A Tale of Two Women and the TSA
Article audio sponsored by The John Birch Society

Recently two women tried to pass through airport security in the United States. One was unarmed; the other was hiding a gun in her underwear. Which one did the Transportation Security Administration prevent from boarding an airplane?

If you have even the slightest familiarity with the TSA, or with government “security” in general, then you have already figured out that the unarmed woman was denied her right to travel while the armed woman breezed right past the TSA’s finest.

First, the one that got away: KXAS, the NBC affiliate in Dallas/Fort Worth, reports that “a high-ranking, inside source” at the TSA said that “an undercover TSA agent was able to get through security at Dallas/Fort Worth International Airport with a handgun during testing of the enhanced-imaging body scanners.” The woman was carrying a pistol in her undergarments and “successfully made it through the airport’s body scanners every time she tried, the source said.”

The report notes that the TSA “did not deny” these allegations, responding only with the following statement:

Our security officers are one of the most heavily tested federal workforces in the nation. We regularly test our officers in a variety of ways to ensure the effectiveness of our technology, security measures and the overall layered system. For security reasons, we do not publicize or comment on the results of covert tests, however advanced imaging technology is an effective tool to detect both metallic and nonmetallic items hidden on passengers.

TSA officers may indeed be “heavily tested,” but if failure does not lead to discipline or termination, what good are the tests? The TSA source told KXAS “that none of the TSA agents who failed to spot the gun on the scanned image were disciplined. The source said the agents continue to work the body scanners today.” Just as government schools pass students from one grade to the next despite failing grades, so government employees get to go right on working despite failing a test of precisely the skills they are supposed to employ to protect the public.

Although TSA agents equipped with scanners that let them see every detail of a person’s body seem incapable of spotting a gun, they are capable of sighting other danger signs. For example, screeners at Seattle-Tacoma International Airport noticed mastectomy scars on the person of Alaska State Rep. Sharon Cissna (D) and were immediately cognizant of the risk she posed to other passengers. They insisted that she be patted down by an agent. Cissna, having experienced this “horror” (her word) three months ago, knew what that meant: “I would require invasive, probing hands of a stranger over my body,” she wrote in a statement concerning the incident.

Remembering the “violation” she felt three months earlier during “the previous intensive physical search,” Cissna decided to follow through on the plan upon which she and her husband had agreed. “I repeatedly said that I would not allow the feeling-up and I would not use the transportation mode that required it,” she stated. Instead, she chose to take the long way to Juneau: by car, small airplane, and ferry, a journey she described as “a trip of pride.”

Cissna quite rightly likens the TSA’s manual searches to “assault,” saying:

The very last thing an assault victim or molested person can deal with is yet more trauma and the groping of strangers, the hands of government ‘safety’ policy.

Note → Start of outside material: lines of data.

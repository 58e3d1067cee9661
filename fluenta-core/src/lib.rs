//! # fluenta-core
//!
//! Core library for fluenta - analytics over subjective fluency ratings.
//!
//! This library provides:
//! - Domain types for rating records and the UI selectors that shape a report
//! - A pure aggregation core turning one snapshot of ratings into the
//!   view-model consumed by charts and summary cards
//! - Snapshot decoding and validation at the store boundary
//! - Configuration management
//! - Logging infrastructure
//!
//! ## Architecture
//!
//! Identity, profiles, and rating persistence live in an external backend
//! service; this crate never fetches, paginates, or caches. The client hands
//! over an ordered snapshot of rating rows, [`ingest`] types and validates it
//! once, and [`analytics::generate_report`] recomputes the full
//! [`analytics::FluencyReport`] whenever the snapshot, the window selection,
//! or the reference month changes. No state survives between passes.
//!
//! ## Example
//!
//! ```rust
//! use chrono::Utc;
//! use fluenta_core::analytics::generate_report;
//! use fluenta_core::{AggregationWindow, ReferenceMonth};
//!
//! let records = fluenta_core::ingest::decode_snapshot("[]").expect("valid snapshot");
//! let now = Utc::now();
//! let report = generate_report(
//!     &records,
//!     AggregationWindow::Days30,
//!     ReferenceMonth::current(now),
//!     now,
//! );
//! assert_eq!(report.summary.total_ratings, 0);
//! ```

// Re-export commonly used items at the crate root
pub use config::Config;
pub use error::{Error, Result};
pub use types::*;

// Public modules
pub mod analytics;
pub mod config;
pub mod error;
pub mod format;
pub mod ingest;
pub mod logging;
pub mod types;
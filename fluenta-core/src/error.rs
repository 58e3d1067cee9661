//! Error types for fluenta-core

use thiserror::Error;

/// Main error type for the fluenta-core library
#[derive(Error, Debug)]
pub enum Error {
    /// IO error
    #[error("IO error: {0}")]
    Io(#[from] std::io::Error),

    /// JSON decoding error
    #[error("JSON error: {0}")]
    Json(#[from] serde_json::Error),

    /// Configuration error
    #[error("configuration error: {0}")]
    Config(String),

    /// A rating row violated the store contract
    #[error("invalid rating row {index}: {message}")]
    Record { index: usize, message: String },
}

/// Result type alias for fluenta-core
pub type Result<T> = std::result::Result<T, Error>;
//! Analytics module for fluenta
//!
//! The aggregation core: pure functions that turn one chronological snapshot
//! of rating rows plus the UI selectors (window, reference month) into the
//! derived view-model consumed by charts and summary cards.
//!
//! Everything here is stateless and synchronous. A report is fully recomputed
//! whenever any input changes; nothing is cached between passes and the input
//! snapshot is never mutated. Fetching, pagination, and cache invalidation
//! belong to the excluded data layer.
//!
//! See [`report::generate_report`] for the single entry point.

pub mod calendar;
pub mod distribution;
pub mod highlights;
pub mod report;
pub mod summary;
pub mod trend;
pub mod window;

pub use calendar::{build_activity_calendar, ActivityCell};
pub use distribution::{bin_values, score_distribution, DistributionBin, SCORE_EDGES};
pub use highlights::{rank_highlights, recent, Highlights, RankedRating, HIGHLIGHT_COUNT, RECENT_COUNT};
pub use report::{generate_report, FluencyReport};
pub use summary::{summarize, SummaryStats};
pub use trend::{build_trend_series, rolling_average, RollingAverage, TrendPoint, ROLLING_WINDOW};
pub use window::filter_window;

/// Mean of an integer sum over `count` items, rounded half-up to one decimal.
///
/// Works on integer tenths so exact halves round predictably: a true mean of
/// 6.05 becomes 6.1 even though the nearest `f64` to 6.05 sits just below it.
/// Returns 0.0 for an empty group.
pub fn mean1(sum: i64, count: usize) -> f64 {
    if count == 0 {
        return 0.0;
    }
    let n = count as i64;
    let tenths = (20 * sum + n).div_euclid(2 * n);
    tenths as f64 / 10.0
}
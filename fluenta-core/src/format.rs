//! Formatting helpers shared across presentation surfaces.

use chrono::{DateTime, NaiveDate, Utc};

/// Format a date as a short chart label (e.g., "Jun 5").
pub fn format_date_label(date: NaiveDate) -> String {
    date.format("%b %-d").to_string()
}

/// Format a date with its year (e.g., "Jun 5, 2025").
pub fn format_date_full(date: NaiveDate) -> String {
    date.format("%b %-d, %Y").to_string()
}

/// Format a timestamp as relative time (e.g., "2m ago").
pub fn format_relative_time(ts: DateTime<Utc>) -> String {
    let now = Utc::now();
    let duration = now.signed_duration_since(ts);

    if duration.num_seconds() < 0 {
        "just now".to_string()
    } else if duration.num_seconds() < 60 {
        format!("{}s ago", duration.num_seconds())
    } else if duration.num_minutes() < 60 {
        format!("{}m ago", duration.num_minutes())
    } else if duration.num_hours() < 24 {
        format!("{}h ago", duration.num_hours())
    } else if duration.num_days() < 7 {
        format!("{}d ago", duration.num_days())
    } else {
        ts.format("%b %d").to_string()
    }
}

/// Qualitative band for a 1-10 score, matching the rating form's color scale.
#[derive(Debug, Clone, Copy, PartialEq, Eq)]
pub enum ScoreBand {
    Excellent,
    Good,
    Fair,
    Poor,
}

impl ScoreBand {
    /// Band for a raw score: 8+ excellent, 6+ good, 3+ fair, below that poor.
    pub fn from_score(score: i64) -> Self {
        if score >= 8 {
            ScoreBand::Excellent
        } else if score >= 6 {
            ScoreBand::Good
        } else if score >= 3 {
            ScoreBand::Fair
        } else {
            ScoreBand::Poor
        }
    }

    /// Returns the display label for this band
    pub fn label(&self) -> &'static str {
        match self {
            ScoreBand::Excellent => "Excellent",
            ScoreBand::Good => "Good",
            ScoreBand::Fair => "Fair",
            ScoreBand::Poor => "Poor",
        }
    }
}

#[cfg(test)]
mod tests {
    use super::*;

    #[test]
    fn test_date_labels() {
        let date = NaiveDate::from_ymd_opt(2025, 6, 5).unwrap();
        assert_eq!(format_date_label(date), "Jun 5");
        assert_eq!(format_date_full(date), "Jun 5, 2025");

        let padded = NaiveDate::from_ymd_opt(2025, 12, 31).unwrap();
        assert_eq!(format_date_label(padded), "Dec 31");
    }

    #[test]
    fn test_score_bands() {
        assert_eq!(ScoreBand::from_score(10), ScoreBand::Excellent);
        assert_eq!(ScoreBand::from_score(8), ScoreBand::Excellent);
        assert_eq!(ScoreBand::from_score(7), ScoreBand::Good);
        assert_eq!(ScoreBand::from_score(6), ScoreBand::Good);
        assert_eq!(ScoreBand::from_score(5), ScoreBand::Fair);
        assert_eq!(ScoreBand::from_score(3), ScoreBand::Fair);
        assert_eq!(ScoreBand::from_score(2), ScoreBand::Poor);
        assert_eq!(ScoreBand::from_score(1).label(), "Poor");
    }
}
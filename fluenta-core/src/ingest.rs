//! System boundary for rating store snapshots.
//!
//! The rating store hands the client a JSON array of rows, already scoped to
//! one rater (or to everyone, for the admin view). This module is the single
//! place where those loosely typed rows become [`RatingRecord`]s: decode,
//! validate once, normalize ordering. Past this point the aggregator may
//! assume well-formed, chronologically ascending input.

use crate::error::{Error, Result};
use crate::types::{Metric, RatingRecord};

/// Decode a JSON snapshot of rating rows into validated records.
///
/// Rows are checked once here: ids must be present and every score must lie
/// in the 1-10 domain. A violation is a hard [`Error::Record`] naming the
/// offending row, never a silent coercion. The result is stably sorted by
/// submission time to normalize to the store's ascending contract.
pub fn decode_snapshot(json: &str) -> Result<Vec<RatingRecord>> {
    let mut records: Vec<RatingRecord> = serde_json::from_str(json)?;

    for (index, record) in records.iter().enumerate() {
        validate_record(index, record)?;
    }

    records.sort_by_key(|record| record.created_at);

    tracing::debug!(rows = records.len(), "Decoded rating snapshot");

    Ok(records)
}

fn validate_record(index: usize, record: &RatingRecord) -> Result<()> {
    if record.id.is_empty() {
        return Err(Error::Record {
            index,
            message: "missing rating id".to_string(),
        });
    }
    if record.user_id.is_empty() {
        return Err(Error::Record {
            index,
            message: "missing rater id".to_string(),
        });
    }
    for metric in Metric::ALL {
        let score = record.score(metric);
        if !(RatingRecord::SCORE_MIN..=RatingRecord::SCORE_MAX).contains(&score) {
            return Err(Error::Record {
                index,
                message: format!("{} score {} outside 1-10", metric, score),
            });
        }
    }
    Ok(())
}
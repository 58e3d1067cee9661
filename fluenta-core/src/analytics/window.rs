//! Trailing time-window filtering.

use chrono::{DateTime, Utc};

use crate::types::{AggregationWindow, RatingRecord};

/// Filter `records` down to those submitted within `window`, measured back
/// from `now`.
///
/// The cutoff boundary is inclusive and input ordering is preserved, so a
/// chronologically ascending snapshot stays ascending. [`AggregationWindow::All`]
/// passes every record through.
pub fn filter_window(
    records: &[RatingRecord],
    window: AggregationWindow,
    now: DateTime<Utc>,
) -> Vec<RatingRecord> {
    match window.cutoff(now) {
        Some(cutoff) => records
            .iter()
            .filter(|record| record.created_at >= cutoff)
            .cloned()
            .collect(),
        None => records.to_vec(),
    }
}
//! Aggregate summary statistics for the dashboard header.

use std::collections::HashSet;

use super::mean1;
use crate::types::RatingRecord;

/// Header statistics for the filtered window.
#[derive(Debug, Clone, Default, PartialEq)]
pub struct SummaryStats {
    /// Total number of ratings
    pub total_ratings: usize,
    /// Distinct raters
    pub unique_raters: usize,
    /// Mean naturalness, one decimal
    pub avg_naturalness: f64,
    /// Mean confidence, one decimal
    pub avg_confidence: f64,
    /// Mean eye contact, one decimal
    pub avg_eye_contact: f64,
}

/// Compute summary statistics over `records`.
///
/// An empty slice yields all zeros rather than dividing by zero.
pub fn summarize(records: &[RatingRecord]) -> SummaryStats {
    if records.is_empty() {
        return SummaryStats::default();
    }

    let raters: HashSet<&str> = records.iter().map(|r| r.user_id.as_str()).collect();
    let count = records.len();

    SummaryStats {
        total_ratings: count,
        unique_raters: raters.len(),
        avg_naturalness: mean1(records.iter().map(|r| r.naturalness).sum(), count),
        avg_confidence: mean1(records.iter().map(|r| r.confidence).sum(), count),
        avg_eye_contact: mean1(records.iter().map(|r| r.eye_contact).sum(), count),
    }
}
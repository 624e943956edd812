//! Validation of reverse-domain bundle identifiers (e.g. `com.mycompany.mygame`).
//!
//! Rules are evaluated in a fixed order and the first failure wins, so callers
//! always receive the most specific message for a malformed identifier.

/// Shortest accepted identifier, in characters.
pub const MIN_LENGTH: usize = 3;
/// Longest accepted identifier, in characters.
pub const MAX_LENGTH: usize = 100;

const EMPTY_MESSAGE: &str = "Bundle ID cannot be null or empty";
const CONSECUTIVE_DOTS_MESSAGE: &str = "Bundle ID cannot contain consecutive dots";
const EDGE_DOT_MESSAGE: &str = "Bundle ID cannot start or end with a dot";
const NOTATION_MESSAGE: &str =
    "Bundle ID must follow reverse domain notation (e.g., com.mycompany.myapp)";
const VALID_MESSAGE: &str = "Valid bundle ID";

/// Outcome of [`validate`].
#[derive(Debug, Clone, PartialEq, Eq)]
pub struct ValidationResult {
    pub is_valid: bool,
    pub message: String,
}

impl ValidationResult {
    fn valid() -> Self {
        Self {
            is_valid: true,
            message: VALID_MESSAGE.to_string(),
        }
    }

    fn invalid(message: impl Into<String>) -> Self {
        Self {
            is_valid: false,
            message: message.into(),
        }
    }
}

/// Validates `bundle_id` and explains the first rule it breaks.
pub fn validate(bundle_id: &str) -> ValidationResult {
    if bundle_id.trim().is_empty() {
        return ValidationResult::invalid(EMPTY_MESSAGE);
    }

    let length = bundle_id.chars().count();
    if length < MIN_LENGTH {
        return ValidationResult::invalid(format!(
            "Bundle ID too short (minimum {MIN_LENGTH} characters)"
        ));
    }
    if length > MAX_LENGTH {
        return ValidationResult::invalid(format!(
            "Bundle ID too long (maximum {MAX_LENGTH} characters)"
        ));
    }

    if bundle_id.contains("..") {
        return ValidationResult::invalid(CONSECUTIVE_DOTS_MESSAGE);
    }

    if bundle_id.starts_with('.') || bundle_id.ends_with('.') {
        return ValidationResult::invalid(EDGE_DOT_MESSAGE);
    }

    if !bundle_id.split('.').all(is_valid_segment) {
        return ValidationResult::invalid(NOTATION_MESSAGE);
    }

    // A single segment is well formed but not a reverse domain.
    if !bundle_id.contains('.') {
        return ValidationResult::invalid(NOTATION_MESSAGE);
    }

    ValidationResult::valid()
}

/// Convenience wrapper around [`validate`].
pub fn is_valid(bundle_id: &str) -> bool {
    validate(bundle_id).is_valid
}

/// A segment starts with an ASCII letter followed by ASCII letters or digits.
fn is_valid_segment(segment: &str) -> bool {
    let mut chars = segment.chars();
    match chars.next() {
        Some(first) if first.is_ascii_alphabetic() => chars.all(|c| c.is_ascii_alphanumeric()),
        _ => false,
    }
}

#[cfg(test)]
mod tests {
    use super::*;
    use proptest::prelude::*;

    #[test]
    fn accepts_reverse_domain_identifiers() {
        for id in [
            "com.acme.game",
            "a.b",
            "io.soda.Game2",
            "com.mycompany.mygame",
            "x1.y2.z3",
        ] {
            assert!(is_valid(id), "{id} should be valid");
            assert_eq!(validate(id).message, VALID_MESSAGE);
        }
    }

    #[test]
    fn accepts_boundary_lengths() {
        assert!(is_valid("a.b"));
        let long = format!("com.{}", "a".repeat(MAX_LENGTH - 4));
        assert_eq!(long.len(), MAX_LENGTH);
        assert!(is_valid(&long));
    }

    #[test]
    fn reports_empty_identifier() {
        for id in ["", "   ", "\t\n"] {
            let result = validate(id);
            assert!(!result.is_valid);
            assert_eq!(result.message, EMPTY_MESSAGE);
        }
    }

    #[test]
    fn reports_length_violations() {
        let short = validate("ab");
        assert!(!short.is_valid);
        assert!(short.message.contains("too short"));

        let long = validate(&format!("com.{}", "a".repeat(MAX_LENGTH)));
        assert!(!long.is_valid);
        assert!(long.message.contains("too long"));
    }

    #[test]
    fn reports_dot_placement() {
        assert_eq!(validate("com..acme").message, CONSECUTIVE_DOTS_MESSAGE);
        assert_eq!(validate(".com.acme").message, EDGE_DOT_MESSAGE);
        assert_eq!(validate("com.acme.").message, EDGE_DOT_MESSAGE);
    }

    #[test]
    fn consecutive_dots_win_over_edge_dots() {
        assert_eq!(validate("..com").message, CONSECUTIVE_DOTS_MESSAGE);
    }

    #[test]
    fn reports_notation_violations() {
        for id in ["com.1acme", "com.ac-me", "com.acme_game", "com. acme", "comacme"] {
            let result = validate(id);
            assert!(!result.is_valid, "{id} should be rejected");
            assert_eq!(result.message, NOTATION_MESSAGE);
        }
    }

    #[test]
    fn rejects_non_ascii_letters() {
        assert!(!is_valid("com.açme"));
    }

    fn segment() -> impl Strategy<Value = String> {
        "[a-zA-Z][a-zA-Z0-9]{0,9}"
    }

    /// Two to eight well-formed segments; at most 87 characters.
    fn reverse_domain() -> impl Strategy<Value = String> {
        prop::collection::vec(segment(), 2..=8).prop_map(|segments| segments.join("."))
    }

    proptest! {
        #[test]
        fn generated_reverse_domains_are_accepted(id in reverse_domain()) {
            prop_assert!(id.len() <= MAX_LENGTH);
            prop_assert_eq!(validate(&id), ValidationResult::valid());
        }

        #[test]
        fn blank_input_reports_empty(id in "[ \\t\\n]{0,6}") {
            prop_assert_eq!(validate(&id).message, EMPTY_MESSAGE);
        }

        #[test]
        fn short_input_reports_minimum(id in "[a-z.]{1,2}") {
            prop_assume!(!id.trim().is_empty());
            prop_assert_eq!(
                validate(&id).message,
                format!("Bundle ID too short (minimum {MIN_LENGTH} characters)")
            );
        }

        #[test]
        fn oversized_input_reports_maximum(id in reverse_domain()) {
            let long = format!("{id}.{}", "a".repeat(MAX_LENGTH));
            prop_assert_eq!(
                validate(&long).message,
                format!("Bundle ID too long (maximum {MAX_LENGTH} characters)")
            );
        }

        #[test]
        fn doubled_dot_reports_consecutive_dots(id in reverse_domain()) {
            let broken = id.replacen('.', "..", 1);
            prop_assert_eq!(validate(&broken).message, CONSECUTIVE_DOTS_MESSAGE);
        }

        #[test]
        fn edge_dot_reports_placement(id in reverse_domain(), leading in any::<bool>()) {
            let broken = if leading { format!(".{id}") } else { format!("{id}.") };
            prop_assert_eq!(validate(&broken).message, EDGE_DOT_MESSAGE);
        }

        #[test]
        fn bad_segment_reports_notation(id in reverse_domain(), bad in "[0-9_ -]") {
            let broken = format!("{bad}{id}");
            prop_assert_eq!(validate(&broken).message, NOTATION_MESSAGE);
        }

        #[test]
        fn single_segment_reports_notation(id in "[a-zA-Z][a-zA-Z0-9]{2,20}") {
            prop_assert_eq!(validate(&id).message, NOTATION_MESSAGE);
        }
    }
}
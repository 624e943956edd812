//! Payloads and builders shared by the integration scenarios.
#![allow(dead_code)]

use std::sync::Arc;

use soda_remote_config::{
    CountingEvents, MemoryTransport, RemoteConfigService, RuntimeEnvironment, ServiceConfig,
    SharedOverrides,
};

pub const BUNDLE_ID: &str = "com.acme.game";
pub const SERVER_URL: &str = "http://host";
pub const CONFIG_NAME: &str = "default";

/// Successful response carrying `x` and `y`.
pub const XY_PAYLOAD: &str = r#"{"success":true,"config":{"x":10,"y":"hi"}}"#;

/// Response whose `config` is a JSON-encoded string, as some servers send it.
pub const ENCODED_PAYLOAD: &str =
    r##"{"success":true,"config":"{\"speed\":2.5,\"enabled\":\"True\",\"tint\":\"#FF000080\"}"}"##;

/// Service wired to `transport`, with a counting listener attached.
pub fn service_with(
    transport: &Arc<MemoryTransport>,
    overrides: Option<&SharedOverrides>,
) -> (RemoteConfigService, Arc<CountingEvents>) {
    let mut config =
        ServiceConfig::with_environment(RuntimeEnvironment::Custom(transport.clone()));
    if let Some(overrides) = overrides {
        config = config.with_override_source(Arc::new(overrides.clone()));
    }
    let service = RemoteConfigService::new(config);
    let events = Arc::new(CountingEvents::new());
    service.add_listener(events.clone());
    (service, events)
}
//! Transport delegating to a platform-provided native bridge.
//!
//! Mobile hosts perform the HTTP request in native code. The bridge call is
//! blocking and has no timeout of its own, so it runs on the blocking thread
//! pool. Empty payloads, bridge errors and panics inside the bridge all
//! surface as transport failures.

use std::sync::Arc;

use async_trait::async_trait;
use thiserror::Error;
use tracing::{debug, error, info, warn};

use super::{ConfigTransport, TransportError};
use crate::device;

/// Platform label used for the fallback device identifier.
const BRIDGE_ENVIRONMENT: &str = "native_bridge";

/// Error raised by a native bridge implementation.
#[derive(Debug, Clone, Error)]
#[error("{0}")]
pub struct BridgeError(pub String);

/// Native-side configuration fetcher.
pub trait NativeBridge: Send + Sync {
    /// Performs the request and returns the raw body. Blocks until done.
    fn get_config(
        &self,
        bundle_id: &str,
        server_url: &str,
        config_name: &str,
        device_id: &str,
        build_version: &str,
    ) -> Result<String, BridgeError>;

    /// The platform's unique device identifier, when it exposes one.
    fn device_unique_id(&self) -> Option<String> {
        None
    }

    fn is_network_available(&self) -> bool {
        true
    }
}

/// [`ConfigTransport`] over a [`NativeBridge`].
pub struct BridgeTransport {
    bridge: Arc<dyn NativeBridge>,
    device_id: String,
    build_version: String,
}

impl BridgeTransport {
    pub fn new(bridge: Arc<dyn NativeBridge>, build_version: impl Into<String>) -> Self {
        let device_id = bridge
            .device_unique_id()
            .filter(|id| !id.trim().is_empty())
            .unwrap_or_else(|| device::resolve_device_id(BRIDGE_ENVIRONMENT));
        Self {
            bridge,
            device_id,
            build_version: build_version.into(),
        }
    }
}

#[async_trait]
impl ConfigTransport for BridgeTransport {
    async fn fetch_config(
        &self,
        bundle_id: &str,
        server_url: &str,
        config_name: &str,
    ) -> Result<String, TransportError> {
        info!(bundle_id, config_name, "fetching config through native bridge");

        let bridge = Arc::clone(&self.bridge);
        let (bundle_id, server_url, config_name) = (
            bundle_id.to_string(),
            server_url.to_string(),
            config_name.to_string(),
        );
        let (device_id, build_version) = (self.device_id.clone(), self.build_version.clone());

        let joined = tokio::task::spawn_blocking(move || {
            bridge.get_config(
                &bundle_id,
                &server_url,
                &config_name,
                &device_id,
                &build_version,
            )
        })
        .await;

        match joined {
            Ok(Ok(body)) if is_empty_payload(&body) => {
                warn!("empty or failed response from native bridge");
                Err(TransportError::EmptyResponse)
            }
            Ok(Ok(body)) => {
                debug!(body_len = body.len(), "config fetched successfully");
                Ok(body)
            }
            Ok(Err(err)) => {
                error!(error = %err, "native bridge call failed");
                Err(TransportError::Bridge(err))
            }
            Err(join_err) => {
                error!(error = %join_err, "native bridge task aborted");
                Err(TransportError::BridgeAborted(join_err.to_string()))
            }
        }
    }

    fn is_network_available(&self) -> bool {
        self.bridge.is_network_available()
    }

    fn device_id(&self) -> String {
        self.device_id.clone()
    }

    fn name(&self) -> &'static str {
        "BridgeTransport"
    }
}

/// The bridge signals failure with an empty string or an empty object.
fn is_empty_payload(body: &str) -> bool {
    let trimmed = body.trim();
    trimmed.is_empty() || trimmed == "{}"
}
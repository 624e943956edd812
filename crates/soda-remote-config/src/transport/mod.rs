//! Environment-specific configuration transports.
//!
//! Every transport fetches the raw response body for a
//! `(bundle_id, server_url, config_name)` tuple. The service only sees the
//! [`ConfigTransport`] trait; which implementation runs is decided at
//! initialization from the injected [`RuntimeEnvironment`].

use std::fmt;
use std::sync::Arc;

use async_trait::async_trait;
use thiserror::Error;

pub mod bridge;
pub mod http;
pub mod memory;

pub use bridge::{BridgeError, BridgeTransport, NativeBridge};
pub use http::{HttpTransport, HttpTransportOptions, REQUEST_TIMEOUT};
pub use memory::{MemoryTransport, RecordedFetch};

/// Failure taxonomy shared by all transports.
#[derive(Debug, Error)]
pub enum TransportError {
    /// The host reported that no network is reachable.
    #[error("network not available")]
    NetworkUnavailable,
    /// Connection, DNS, TLS or timeout failure.
    #[error("network error: {0}")]
    Connection(#[source] reqwest::Error),
    /// The response body could not be read.
    #[error("failed to read response body: {0}")]
    Body(#[source] reqwest::Error),
    /// The configuration does not exist on the server.
    #[error("config not found (404)")]
    NotFound,
    /// The server failed with a 5xx status.
    #[error("server error ({0})")]
    Server(u16),
    /// Any other non-success HTTP status.
    #[error("protocol error: HTTP {0}")]
    Status(u16),
    /// A header value could not be encoded.
    #[error("invalid header value for {0}")]
    InvalidHeader(&'static str),
    /// The HTTP client could not be constructed.
    #[error("failed to build HTTP client: {0}")]
    Client(#[source] reqwest::Error),
    /// The native bridge returned an empty payload.
    #[error("empty or failed response from native bridge")]
    EmptyResponse,
    /// The native bridge raised an error.
    #[error("native bridge call failed: {0}")]
    Bridge(#[from] BridgeError),
    /// The native bridge call panicked or was cancelled.
    #[error("native bridge task aborted: {0}")]
    BridgeAborted(String),
    /// A scripted failure from an in-memory transport.
    #[error("{0}")]
    Scripted(String),
}

/// Transport capability: fetch raw configuration bodies and describe the device.
#[async_trait]
pub trait ConfigTransport: Send + Sync {
    /// Fetches the raw response body for `config_name`.
    async fn fetch_config(
        &self,
        bundle_id: &str,
        server_url: &str,
        config_name: &str,
    ) -> Result<String, TransportError>;

    /// Whether the network is currently reachable.
    fn is_network_available(&self) -> bool;

    /// Stable identifier of the device issuing requests.
    fn device_id(&self) -> String;

    /// Short name used in diagnostics.
    fn name(&self) -> &'static str;
}

/// Describes the runtime the service is running in and therefore which
/// transport it should use.
#[derive(Clone)]
pub enum RuntimeEnvironment {
    /// Desktop or editor host talking HTTP directly.
    Desktop(HttpTransportOptions),
    /// Mobile host delegating to a platform-provided bridge.
    NativeBridge(Arc<dyn NativeBridge>),
    /// Caller-provided transport, typically an in-memory stub in tests.
    Custom(Arc<dyn ConfigTransport>),
}

impl Default for RuntimeEnvironment {
    fn default() -> Self {
        Self::Desktop(HttpTransportOptions::default())
    }
}

impl fmt::Debug for RuntimeEnvironment {
    fn fmt(&self, f: &mut fmt::Formatter<'_>) -> fmt::Result {
        match self {
            Self::Desktop(options) => f.debug_tuple("Desktop").field(options).finish(),
            Self::NativeBridge(_) => f.write_str("NativeBridge"),
            Self::Custom(transport) => write!(f, "Custom({})", transport.name()),
        }
    }
}

impl RuntimeEnvironment {
    /// Builds the transport matching this environment.
    pub fn create_transport(
        &self,
        build_version: &str,
    ) -> Result<Arc<dyn ConfigTransport>, TransportError> {
        match self {
            Self::Desktop(options) => Ok(Arc::new(HttpTransport::new(
                options.clone(),
                build_version,
            )?)),
            Self::NativeBridge(bridge) => Ok(Arc::new(BridgeTransport::new(
                Arc::clone(bridge),
                build_version,
            ))),
            Self::Custom(transport) => Ok(Arc::clone(transport)),
        }
    }
}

For these people, as well as myself, I refused to submit.

Bravo for Rep. Cissna! It is unfortunate that she was forced to make a much longer, more arduous journey to avoid TSA molestation. But her courage in refusing to submit to such procedures, all the while attracting the attention of increasing numbers of TSA agents, airline and airport personnel, and police officers, is commendable. Perhaps her example will encourage more Americans to eschew convenience for dignity.

Perhaps it will also cause Americans — and, in turn, their elected officials — to reconsider the insane, unconstitutional TSA screening process. An agency that demands the right to strip search and grope airline passengers in violation of both the Bill of Rights and basic human decency ought at least to have something to show for its egregious behavior. Yet a plain-as-day pistol goes completely and repeatedly undetected by the TSA while a harmless (except possibly to Alaskan taxpayers) female legislator with surgical scars either is subjected to a feel-up or must take other, more dangerous modes of transportation to avoid such molestation.

Most strict defenders of the Constitution believe that the TSA, which should never have been created in the first place, needs to be abolished. In the words of Rep. Cissna, “The freedom to travel should never come at the price of basic human dignity and pride.”